Collected data entries:
= = =
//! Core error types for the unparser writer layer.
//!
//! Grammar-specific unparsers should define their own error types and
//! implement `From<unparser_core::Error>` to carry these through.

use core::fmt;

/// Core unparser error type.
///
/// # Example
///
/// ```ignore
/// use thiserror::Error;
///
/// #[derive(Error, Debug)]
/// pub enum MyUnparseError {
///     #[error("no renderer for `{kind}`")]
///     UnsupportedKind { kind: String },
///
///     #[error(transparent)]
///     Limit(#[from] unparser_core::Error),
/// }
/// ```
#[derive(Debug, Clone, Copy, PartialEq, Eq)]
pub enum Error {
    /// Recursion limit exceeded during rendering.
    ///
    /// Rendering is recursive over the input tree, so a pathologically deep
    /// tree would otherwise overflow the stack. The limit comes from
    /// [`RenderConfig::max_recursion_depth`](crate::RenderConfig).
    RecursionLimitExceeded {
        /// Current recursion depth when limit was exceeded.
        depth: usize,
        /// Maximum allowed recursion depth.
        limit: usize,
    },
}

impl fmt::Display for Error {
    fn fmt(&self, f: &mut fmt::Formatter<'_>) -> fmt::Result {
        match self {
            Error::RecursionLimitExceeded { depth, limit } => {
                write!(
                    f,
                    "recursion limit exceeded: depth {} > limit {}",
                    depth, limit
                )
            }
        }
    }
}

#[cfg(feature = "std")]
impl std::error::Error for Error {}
= = =
Task description —
Return every line of the preceding records in which the word "RecursionLimitExceeded" appears.

Solution for this problem —
    RecursionLimitExceeded {
            Error::RecursionLimitExceeded { depth, limit } => {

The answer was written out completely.